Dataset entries
Content starts

//! Enemy abilities, gimmick specials and defensive capabilities
//!
//! Everything here deserializes from the enemy catalog TOML.

use rand::Rng;
use serde::{Deserialize, Serialize};

/// Damage (or heal / gauge delta) magnitude of an ability
#[derive(Debug, Clone, Copy, PartialEq, Eq, Serialize, Deserialize)]
#[serde(untagged)]
pub enum DamageValue {
    Fixed(u32),
    Range(u32, u32),
}

impl DamageValue {
    /// The value used to rank abilities ("strongest")
    pub fn nominal(&self) -> u32 {
        match *self {
            Self::Fixed(n) => n,
            Self::Range(min, max) => min.max(max),
        }
    }

    pub fn roll<R: Rng>(&self, rng: &mut R) -> u32 {
        match *self {
            Self::Fixed(n) => n,
            Self::Range(min, max) => {
                let (lo, hi) = if min <= max { (min, max) } else { (max, min) };
                rng.gen_range(lo..=hi)
            }
        }
    }
}

impl Default for DamageValue {
    fn default() -> Self {
        Self::Fixed(0)
    }
}

/// What an ability does when it lands
#[derive(Debug, Clone, Copy, PartialEq, Serialize, Deserialize)]
#[serde(tag = "type", rename_all = "snake_case")]
pub enum AbilityEffect {
    Damage,
    Heal,
    BuffAttack,
    BuffDefense,
    DebuffAttack,
    DebuffDefense,
    MultiHit { hits: u32 },
    Poison { damage: u32, turns: u32 },
    Stun { turns: u32 },
}

/// Effect tags used by the "by type" selection helper
#[derive(Debug, Clone, Copy, PartialEq, Eq, Hash)]
pub enum EffectTag {
    Damage,
    Heal,
    BuffAttack,
    BuffDefense,
    DebuffAttack,
    DebuffDefense,
    MultiHit,
    Poison,
    Stun,
}

impl AbilityEffect {
    pub fn tag(&self) -> EffectTag {
        match self {
            Self::Damage => EffectTag::Damage,
            Self::Heal => EffectTag::Heal,
            Self::BuffAttack => EffectTag::BuffAttack,
            Self::BuffDefense => EffectTag::BuffDefense,
            Self::DebuffAttack => EffectTag::DebuffAttack,
            Self::DebuffDefense => EffectTag::DebuffDefense,
            Self::MultiHit { .. } => EffectTag::MultiHit,
            Self::Poison { .. } => EffectTag::Poison,
            Self::Stun { .. } => EffectTag::Stun,
        }
    }
}

/// A named enemy ability with a cooldown
#[derive(Debug, Clone, PartialEq, Serialize, Deserialize)]
pub struct Ability {
    pub name: String,
    #[serde(default)]
    pub value: DamageValue,
    pub effect: AbilityEffect,
    /// Enemy turns before the ability can be used again
    #[serde(default)]
    pub cooldown: u32,
}

impl Ability {
    pub fn new(name: impl Into<String>, value: DamageValue, effect: AbilityEffect, cooldown: u32) -> Self {
        Self {
            name: name.into(),
            value,
            effect,
            cooldown,
        }
    }
}

/// Gimmick mechanics attached to specific enemies
#[derive(Debug, Clone, Copy, PartialEq, Serialize, Deserialize)]
#[serde(tag = "kind", rename_all = "snake_case")]
pub enum SpecialAbility {
    /// Turns the player to stone: turns skipped
    Petrify { turns: u32 },
    /// Puts the player to sleep: turns skipped
    Sleep { turns: u32 },
    /// Freezes the player: turns skipped, no gauge regen
    Freeze { turns: u32 },
    /// Soaks the player: fireball items unusable
    Drench { turns: u32 },
    /// Bear hug: defending unusable
    Hug { turns: u32 },
    Poison { damage: u32, turns: u32 },
    /// After `delay` player turns the next player attack hits the player
    Overthink { delay: u32 },
    /// Confusion: chance to lose each turn
    Mushroom { turns: u32, miss_chance: f32 },
    /// Sticky slow: drains both gauges and weakens outgoing damage
    Honey { turns: u32, drain: u32, slow_percent: u32 },
    /// The enemy gains shield charges
    StarShield { charges: u32 },
}

impl SpecialAbility {
    /// Stable key for per-battle usage tracking
    pub fn key(&self) -> &'static str {
        match self {
            Self::Petrify { .. } => "petrify",
            Self::Sleep { .. } => "sleep",
            Self::Freeze { .. } => "freeze",
            Self::Drench { .. } => "drench",
            Self::Hug { .. } => "hug",
            Self::Poison { .. } => "poison",
            Self::Overthink { .. } => "overthink",
            Self::Mushroom { .. } => "mushroom",
            Self::Honey { .. } => "honey",
            Self::StarShield { .. } => "star_shield",
        }
    }
}

/// A flagged special with its base trigger chance
#[derive(Debug, Clone, Copy, PartialEq, Serialize, Deserialize)]
pub struct SpecialMove {
    #[serde(flatten)]
    pub ability: SpecialAbility,
    pub chance: f64,
}

/// Self-heal capability
#[derive(Debug, Clone, Copy, PartialEq, Serialize, Deserialize)]
pub struct SelfHeal {
    pub chance: f64,
    /// Percent of max HP restored
    pub percent: u32,
    pub max_uses: u32,
}

/// Optional defensive capabilities of an enemy
#[derive(Debug, Clone, Copy, PartialEq, Default, Serialize, Deserialize)]
pub struct Capabilities {
    /// Chance to dodge an incoming hit entirely
    #[serde(default)]
    pub evasion: Option<f64>,
    /// Chance to bounce an incoming hit back at the attacker
    #[serde(default)]
    pub deflection: Option<f64>,
    #[serde(default)]
    pub self_heal: Option<SelfHeal>,
}

#[cfg(test)]
mod tests {
    use super::*;
    use rand::SeedableRng;
    use rand_chacha::ChaCha8Rng;

    #[test]
    fn test_nominal_uses_upper_bound() {
        assert_eq!(DamageValue::Range(4, 9).nominal(), 9);
        assert_eq!(DamageValue::Fixed(7).nominal(), 7);
    }

    #[test]
    fn test_roll_within_range() {
        let mut rng = ChaCha8Rng::seed_from_u64(3);
        let value = DamageValue::Range(10, 30);
        for _ in 0..200 {
            let roll = value.roll(&mut rng);
            assert!((10..=30).contains(&roll));
        }
    }

    #[test]
    fn test_inverted_range_still_rolls() {
        let mut rng = ChaCha8Rng::seed_from_u64(3);
        let roll = DamageValue::Range(8, 2).roll(&mut rng);
        assert!((2..=8).contains(&roll));
    }

    #[test]
    fn test_ability_parses_from_toml() {
        let ability: Ability = toml::from_str(
            r#"
            name = "Venom Bite"
            value = [4, 8]
            cooldown = 3
            effect = { type = "poison", damage = 3, turns = 2 }
            "#,
        )
        .expect("ability should parse");

        assert_eq!(ability.value, DamageValue::Range(4, 8));
        assert_eq!(ability.effect.tag(), EffectTag::Poison);
    }

    #[test]
    fn test_special_move_parses_flattened() {
        let special: SpecialMove = toml::from_str(
            r#"
            kind = "petrify"
            turns = 1
            chance = 0.2
            "#,
        )
        .expect("special should parse");

        assert_eq!(special.ability, SpecialAbility::Petrify { turns: 1 });
        assert_eq!(special.ability.key(), "petrify");
    }
}
//! AI's view of the battle for one enemy turn

use serde::{Deserialize, Serialize};

use crate::battle::ai::instinct::AiTuning;
use crate::battle::combatant::{Combatant, EnemyTraits};
use crate::ports::memory::BehaviorProfile;

/// Coarse read of how dangerous the player currently is
#[derive(Debug, Clone, Copy, PartialEq, Eq, PartialOrd, Ord, Serialize, Deserialize)]
pub enum ThreatLevel {
    Low,
    Moderate,
    High,
}

impl ThreatLevel {
    /// Weighted blend of the player's HP, attack gauge and focus
    pub fn assess(player: &Combatant, tuning: &AiTuning) -> Self {
        let score = 0.4 * player.hp_fraction()
            + 0.3 * player.attack.fraction()
            + 0.3 * player.focus_fraction();

        if score >= tuning.threat_high {
            Self::High
        } else if score < tuning.threat_low {
            Self::Low
        } else {
            Self::Moderate
        }
    }
}

/// How the player has historically fought this enemy
#[derive(Debug, Clone, Copy, PartialEq, Eq, Default, Serialize, Deserialize)]
pub enum PlayerStrategy {
    Aggressive,
    ItemHeavy,
    Defensive,
    #[default]
    Balanced,
}

impl PlayerStrategy {
    /// Item use is checked first: a heavy item user is countered with pressure
    pub fn classify(profile: &BehaviorProfile, tuning: &AiTuning) -> Self {
        if profile.encounters == 0 {
            return Self::Balanced;
        }
        if profile.item_frequency >= tuning.item_heavy_threshold {
            Self::ItemHeavy
        } else if profile.attack_frequency >= tuning.aggressive_threshold {
            Self::Aggressive
        } else if profile.attack_frequency <= tuning.defensive_threshold {
            Self::Defensive
        } else {
            Self::Balanced
        }
    }
}

/// AI's decision-making context
pub struct DecisionContext<'a> {
    pub enemy: &'a Combatant,
    pub player: &'a Combatant,
    /// Enemy turns taken so far, including this one
    pub enemy_turn: u32,
    pub threat: ThreatLevel,
    pub strategy: PlayerStrategy,
}

impl<'a> DecisionContext<'a> {
    pub fn new(
        enemy: &'a Combatant,
        player: &'a Combatant,
        enemy_turn: u32,
        threat: ThreatLevel,
        strategy: PlayerStrategy,
    ) -> Self {
        Self {
            enemy,
            player,
            enemy_turn,
            threat,
            strategy,
        }
    }

    pub fn own_hp_fraction(&self) -> f32 {
        self.enemy.hp_fraction()
    }

    pub fn player_hp_fraction(&self) -> f32 {
        self.player.hp_fraction()
    }

    pub fn player_attack_fraction(&self) -> f32 {
        self.player.attack.fraction()
    }

    /// Enemy traits; an enemy without traits has no abilities
    pub fn traits(&self) -> Option<&'a EnemyTraits> {
        self.enemy.enemy.as_ref()
    }
}
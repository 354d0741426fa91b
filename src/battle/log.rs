//! Battle narration and presentation queue
//!
//! The log is append-only. Every entry is also queued as a presentation
//! event, next to animation and stat events, in the order they happened.

use serde::{Deserialize, Serialize};

use crate::battle::combatant::StatSnapshot;
use crate::battle::session::BattleState;
use crate::core::types::{Side, Turn};

#[derive(Debug, Clone, Copy, PartialEq, Eq, Hash, Serialize, Deserialize)]
pub enum LogKind {
    BattleStarted,
    Action,
    Damage,
    Heal,
    Evaded,
    Deflected,
    Shielded,
    Absorbed,
    Backfire,
    StatusApplied,
    Resisted,
    StatusTick,
    StatusExpired,
    TurnSkipped,
    InsufficientResource,
    Blocked,
    Gauge,
    Flee,
    Defeated,
    BattleEnded,
    Outcome,
}

/// One narrated event
#[derive(Debug, Clone, PartialEq, Eq, Serialize, Deserialize)]
pub struct LogEntry {
    pub turn: Turn,
    pub kind: LogKind,
    pub text: String,
}

/// Animation classes the presentation layer can play
#[derive(Debug, Clone, Copy, PartialEq, Eq, Hash, Serialize, Deserialize)]
pub enum AnimationKind {
    Strike,
    Special,
    Item,
    Heal,
    Miss,
    Deflect,
    ShieldBlock,
    Defend,
    Status,
    Flee,
    Faint,
}

/// Something the presentation sink should hear about
#[derive(Debug, Clone, PartialEq, Serialize, Deserialize)]
pub enum PresentationEvent {
    Log(String),
    Stats { side: Side, snapshot: StatSnapshot },
    Animation { kind: AnimationKind, side: Side, magnitude: u32 },
    State(BattleState),
}

#[derive(Debug, Clone, Default, Serialize, Deserialize)]
pub struct BattleLog {
    entries: Vec<LogEntry>,
    #[serde(skip)]
    pending: Vec<PresentationEvent>,
}

impl BattleLog {
    pub fn new() -> Self {
        Self::default()
    }

    pub fn push(&mut self, turn: Turn, kind: LogKind, text: impl Into<String>) {
        let text = text.into();
        tracing::trace!(turn, ?kind, "{}", text);
        self.pending.push(PresentationEvent::Log(text.clone()));
        self.entries.push(LogEntry { turn, kind, text });
    }

    pub fn animate(&mut self, kind: AnimationKind, side: Side, magnitude: u32) {
        self.pending
            .push(PresentationEvent::Animation { kind, side, magnitude });
    }

    pub fn stats(&mut self, side: Side, snapshot: StatSnapshot) {
        self.pending.push(PresentationEvent::Stats { side, snapshot });
    }

    pub fn state(&mut self, state: BattleState) {
        self.pending.push(PresentationEvent::State(state));
    }

    pub fn entries(&self) -> &[LogEntry] {
        &self.entries
    }

    pub fn len(&self) -> usize {
        self.entries.len()
    }

    pub fn is_empty(&self) -> bool {
        self.entries.is_empty()
    }

    pub fn last(&self) -> Option<&LogEntry> {
        self.entries.last()
    }

    pub fn count(&self, kind: LogKind) -> usize {
        self.entries.iter().filter(|e| e.kind == kind).count()
    }

    /// Take every queued presentation event
    pub fn drain_events(&mut self) -> Vec<PresentationEvent> {
        std::mem::take(&mut self.pending)
    }
}

#[cfg(test)]
mod tests {
    use super::*;

    #[test]
    fn test_push_mirrors_to_presentation_queue() {
        let mut log = BattleLog::new();
        log.push(1, LogKind::Damage, "Slime takes 9 damage");
        log.animate(AnimationKind::Strike, Side::Enemy, 9);

        assert_eq!(log.len(), 1);
        let events = log.drain_events();
        assert_eq!(events.len(), 2);
        assert_eq!(events[0], PresentationEvent::Log("Slime takes 9 damage".into()));
        assert!(log.drain_events().is_empty());
        // Narration survives draining
        assert_eq!(log.count(LogKind::Damage), 1);
    }
}
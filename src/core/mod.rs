pub mod config;
pub mod error;
pub mod types;

pub use config::BattleConfig;
pub use error::{ArenaError, Result};
pub use types::{EnemyId, GaugeKind, ItemId, SessionId, Side, Tier, Turn};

Content ends

Problem to work on
Take each line above that contains "Strike" and copy it out.

Task answer
    Strike,
        log.animate(AnimationKind::Strike, Side::Enemy, 9);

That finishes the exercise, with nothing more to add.